-------- Provided records

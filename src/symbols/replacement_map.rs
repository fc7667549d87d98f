//! The allocation table: source font → original symbol → replacement

use indexmap::IndexMap;
use serde::{Deserialize, Serialize};

/// Replacements for one source font, in allocation order
pub type FontReplacements = IndexMap<char, char>;

/// Where every extracted symbol of every source font ends up in the merged font.
///
/// Built once by the allocator and read-only afterwards. Fonts and symbols
/// keep the order they were allocated in, which is also the order of the
/// JSON form.
#[derive(Debug, Clone, Default, PartialEq, Eq, Serialize, Deserialize)]
#[serde(transparent)]
pub struct ReplacementMap {
    fonts: IndexMap<String, FontReplacements>,
}

impl ReplacementMap {
    pub(crate) fn insert_font(&mut self, font_name: String, replacements: FontReplacements) {
        self.fonts.insert(font_name, replacements);
    }

    /// Replacements allocated for `font_name`
    pub fn font(&self, font_name: &str) -> Option<&FontReplacements> {
        self.fonts.get(font_name)
    }

    /// Where `symbol` from `font_name` was moved to
    pub fn replacement(&self, font_name: &str, symbol: char) -> Option<char> {
        self.font(font_name)?.get(&symbol).copied()
    }

    pub fn iter(&self) -> impl Iterator<Item = (&str, &FontReplacements)> {
        self.fonts
            .iter()
            .map(|(name, replacements)| (name.as_str(), replacements))
    }

    pub fn font_names(&self) -> impl Iterator<Item = &str> {
        self.fonts.keys().map(String::as_str)
    }

    /// Total number of (font, symbol) entries
    pub fn len(&self) -> usize {
        self.fonts.values().map(IndexMap::len).sum()
    }

    pub fn is_empty(&self) -> bool {
        self.len() == 0
    }

    pub fn to_json_pretty(&self) -> serde_json::Result<String> {
        serde_json::to_string_pretty(self)
    }

    pub fn from_json(json: &str) -> serde_json::Result<Self> {
        serde_json::from_str(json)
    }
}
//! Glyph store seam
//!
//! The merge only ever talks to fonts through these two traits, mirroring the
//! select/copy/paste workflow of a font editor. Copying hands back an owned
//! clip instead of going through a process-wide clipboard, and a store is
//! released when its handle is dropped.

use std::path::Path;
use thiserror::Error;

#[derive(Debug, Error)]
pub enum StoreError {
    #[error("no glyph is mapped to U+{0:04X}")]
    GlyphNotFound(u32),

    #[error("nothing is selected")]
    NothingSelected,

    #[error("'{0}' is not a valid glyph name")]
    InvalidName(String),

    #[error("glyph name '{0}' is already taken")]
    NameTaken(String),

    #[error("glyph '{glyph}' references missing glyph '{base}'")]
    MissingComponentBase { glyph: String, base: String },

    #[error("glyph '{0}' references itself through its components")]
    ComponentCycle(String),

    #[error("UFO error: {0}")]
    Ufo(String),

    #[error(transparent)]
    Io(#[from] std::io::Error),

    #[error("font compilation failed: {0}")]
    Compile(String),
}

/// An opened font that glyphs can be moved in and out of
pub trait GlyphStore {
    /// A copied glyph, ready to be pasted into another store of the same kind
    type Clip;

    /// Make `codepoint` the current selection
    fn select(&mut self, codepoint: char);

    /// Copy the glyph at the current selection
    fn copy(&self) -> Result<Self::Clip, StoreError>;

    /// Put `clip` at the current selection, replacing whatever was there
    fn paste(&mut self, clip: &Self::Clip) -> Result<(), StoreError>;

    /// Rename the glyph mapped to `codepoint`
    fn rename(&mut self, codepoint: char, name: &str) -> Result<(), StoreError>;

    /// Replace every component reference in every glyph with the outlines it
    /// points at, so a copied glyph never depends on another one
    fn unlink_references(&mut self) -> Result<(), StoreError>;

    fn set_family_name(&mut self, family_name: &str);

    /// Write the store out as a binary font at `path`
    fn generate(&mut self, path: &Path) -> Result<(), StoreError>;
}

/// Opens glyph stores
pub trait FontBackend {
    type Store: GlyphStore;

    fn open(&self, path: &Path) -> Result<Self::Store, StoreError>;
}
//! UFO-backed glyph store
//!
//! Glyphs live in the default layer of a `norad` font and are addressed by
//! their Unicode code points, which UFO stores as full scalar values, so any
//! private-use plane is addressable. Generation saves the merged UFO to a
//! staging directory and compiles it with [`FontCompiler`].

use crate::data::ufo::{codepoint_index, default_glyph_name, load_ufo_from_path, save_ufo_to_path};
use crate::merge::compiler::FontCompiler;
use crate::merge::decompose::decompose_layer;
use crate::merge::{FontBackend, GlyphStore, StoreError};
use norad::{Font, Glyph, Name};
use std::collections::{BTreeMap, HashMap};
use std::path::{Path, PathBuf};
use tracing::{debug, trace};

/// Opens UFO sources as glyph stores
#[derive(Debug, Clone)]
pub struct UfoBackend {
    compiler: FontCompiler,
}

impl UfoBackend {
    pub fn new(compiler: FontCompiler) -> Self {
        Self { compiler }
    }
}

impl FontBackend for UfoBackend {
    type Store = UfoGlyphStore;

    fn open(&self, path: &Path) -> Result<Self::Store, StoreError> {
        UfoGlyphStore::open(path, self.compiler.clone())
    }
}

const GLYPH_ORDER_KEY: &str = "public.glyphOrder";

pub struct UfoGlyphStore {
    path: PathBuf,
    font: Font,
    by_codepoint: HashMap<char, String>,
    selection: Option<char>,
    compiler: FontCompiler,
}

impl UfoGlyphStore {
    pub fn open(path: &Path, compiler: FontCompiler) -> Result<Self, StoreError> {
        let font = load_ufo_from_path(path)?;
        let by_codepoint = codepoint_index(&font);
        debug!(
            "Opened {:?}: {} glyph(s), {} encoded",
            path,
            font.default_layer().len(),
            by_codepoint.len()
        );
        Ok(Self {
            path: path.to_path_buf(),
            font,
            by_codepoint,
            selection: None,
            compiler,
        })
    }

    pub fn font(&self) -> &Font {
        &self.font
    }

    /// Name of the glyph mapped to `codepoint`
    pub fn glyph_name(&self, codepoint: char) -> Option<&str> {
        self.by_codepoint.get(&codepoint).map(String::as_str)
    }

    fn selected(&self) -> Result<char, StoreError> {
        self.selection.ok_or(StoreError::NothingSelected)
    }
}

/// A fresh glyph called `name` with the outlines and metrics of `source`.
///
/// Code points are left empty for the caller to fill in.
fn with_name(source: &Glyph, name: &str) -> Result<Glyph, StoreError> {
    if name.parse::<norad::Name>().is_err() {
        return Err(StoreError::InvalidName(name.to_string()));
    }
    let mut glyph = Glyph::new(name);
    glyph.width = source.width;
    glyph.height = source.height;
    glyph.contours = source.contours.clone();
    glyph.components = source.components.clone();
    glyph.anchors = source.anchors.clone();
    glyph.note = source.note.clone();
    Ok(glyph)
}

/// Point everything that refers to glyph `old` at `new` instead: the glyph
/// itself in other layers, components, groups, kerning and the glyph order.
fn retarget_references(font: &mut Font, old: &str, new: &Name) -> Result<(), StoreError> {
    for layer in font.layers.iter_mut() {
        if layer.contains_glyph(old) && !layer.contains_glyph(new) {
            layer
                .rename_glyph(old, new, false)
                .map_err(|e| StoreError::Ufo(e.to_string()))?;
        }
        for glyph in layer.iter_mut() {
            for component in glyph.components.iter_mut().filter(|c| c.base == old) {
                component.base = new.clone();
            }
        }
    }

    for members in font.groups.values_mut() {
        for member in members.iter_mut().filter(|member| **member == old) {
            *member = new.clone();
        }
    }

    let retarget = |name: Name| if name == old { new.clone() } else { name };
    font.kerning = std::mem::take(&mut font.kerning)
        .into_iter()
        .map(|(first, pairs)| {
            let pairs: BTreeMap<Name, f64> = pairs
                .into_iter()
                .map(|(second, value)| (retarget(second), value))
                .collect();
            (retarget(first), pairs)
        })
        .collect();

    if let Some(order) = font
        .lib
        .get_mut(GLYPH_ORDER_KEY)
        .and_then(|value| value.as_array_mut())
    {
        for entry in order.iter_mut().filter(|entry| entry.as_string() == Some(old)) {
            *entry = new.to_string().into();
        }
    }

    debug!("Renamed '{}' to '{}' throughout the font", old, new);
    Ok(())
}

impl GlyphStore for UfoGlyphStore {
    type Clip = Glyph;

    fn select(&mut self, codepoint: char) {
        self.selection = Some(codepoint);
    }

    fn copy(&self) -> Result<Glyph, StoreError> {
        let codepoint = self.selected()?;
        self.by_codepoint
            .get(&codepoint)
            .and_then(|name| self.font.default_layer().get_glyph(name))
            .cloned()
            .ok_or(StoreError::GlyphNotFound(u32::from(codepoint)))
    }

    fn paste(&mut self, clip: &Glyph) -> Result<(), StoreError> {
        let codepoint = self.selected()?;
        let layer = self.font.default_layer_mut();

        // Pasting over an occupied slot replaces the glyph that was there,
        // including at the other code points it was encoded at
        let (name, carried) = match self.by_codepoint.get(&codepoint) {
            Some(existing) => {
                let carried: Vec<char> = layer
                    .remove_glyph(existing)
                    .map(|old| old.codepoints.iter().collect())
                    .unwrap_or_default();
                (existing.clone(), carried)
            }
            None => (default_glyph_name(codepoint), Vec::new()),
        };
        if layer.get_glyph(&name).is_some() {
            return Err(StoreError::NameTaken(name));
        }

        let mut glyph = with_name(clip, &name)?;
        glyph.codepoints.set(carried);
        glyph.codepoints.insert(codepoint);
        layer.insert_glyph(glyph);
        trace!("Pasted '{}' at U+{:04X}", clip.name(), u32::from(codepoint));

        self.by_codepoint.insert(codepoint, name);
        Ok(())
    }

    fn rename(&mut self, codepoint: char, name: &str) -> Result<(), StoreError> {
        let Some(old_name) = self.by_codepoint.get(&codepoint).cloned() else {
            return Err(StoreError::GlyphNotFound(u32::from(codepoint)));
        };
        if old_name == name {
            return Ok(());
        }
        let new_name: Name = name
            .parse()
            .map_err(|_| StoreError::InvalidName(name.to_string()))?;

        let layer = self.font.default_layer_mut();
        if layer.contains_glyph(name) {
            return Err(StoreError::NameTaken(name.to_string()));
        }
        layer
            .rename_glyph(&old_name, name, false)
            .map_err(|e| StoreError::Ufo(e.to_string()))?;
        let carried: Vec<char> = layer
            .get_glyph(name)
            .map(|glyph| glyph.codepoints.iter().collect())
            .unwrap_or_default();
        for point in carried {
            self.by_codepoint.insert(point, name.to_string());
        }

        retarget_references(&mut self.font, &old_name, &new_name)
    }

    fn unlink_references(&mut self) -> Result<(), StoreError> {
        let changed = decompose_layer(self.font.default_layer_mut())?;
        debug!("Decomposed {} composite glyph(s) in {:?}", changed, self.path);
        Ok(())
    }

    fn set_family_name(&mut self, family_name: &str) {
        let info = &mut self.font.font_info;
        let postscript: String = family_name.chars().filter(|c| !c.is_whitespace()).collect();
        info.family_name = Some(family_name.to_string());
        info.postscript_full_name = Some(family_name.to_string());
        info.postscript_font_name = Some(postscript);
    }

    fn generate(&mut self, path: &Path) -> Result<(), StoreError> {
        let staging = tempfile::Builder::new().prefix("fontmerge-").tempdir()?;
        let ufo_path = staging.path().join("merged.ufo");
        save_ufo_to_path(&self.font, &ufo_path)?;

        debug!(
            "Compiling {} glyph(s) with {} into {:?}",
            self.font.default_layer().len(),
            self.compiler.program(),
            path
        );
        self.compiler
            .compile(&ufo_path, path, &staging.path().join("build"))
    }
}

impl Drop for UfoGlyphStore {
    fn drop(&mut self) {
        trace!("Released glyph store for {:?}", self.path);
    }
}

----------------

* **Problem details**: Please print the lines from the start of the records up to and including the line with "was moved to", copying each one exactly and leaving out the rest.

* **Expected answer**:
filename src/symbols/replacement_map.rs
repository fc7667549d87d98f
//! The allocation table: source font → original symbol → replacement

use indexmap::IndexMap;
use serde::{Deserialize, Serialize};

/// Replacements for one source font, in allocation order
pub type FontReplacements = IndexMap<char, char>;

/// Where every extracted symbol of every source font ends up in the merged font.
///
/// Built once by the allocator and read-only afterwards. Fonts and symbols
/// keep the order they were allocated in, which is also the order of the
/// JSON form.
#[derive(Debug, Clone, Default, PartialEq, Eq, Serialize, Deserialize)]
#[serde(transparent)]
pub struct ReplacementMap {
    fonts: IndexMap<String, FontReplacements>,
}

impl ReplacementMap {
    pub(crate) fn insert_font(&mut self, font_name: String, replacements: FontReplacements) {
        self.fonts.insert(font_name, replacements);
    }

    /// Replacements allocated for `font_name`
    pub fn font(&self, font_name: &str) -> Option<&FontReplacements> {
        self.fonts.get(font_name)
    }

    /// Where `symbol` from `font_name` was moved to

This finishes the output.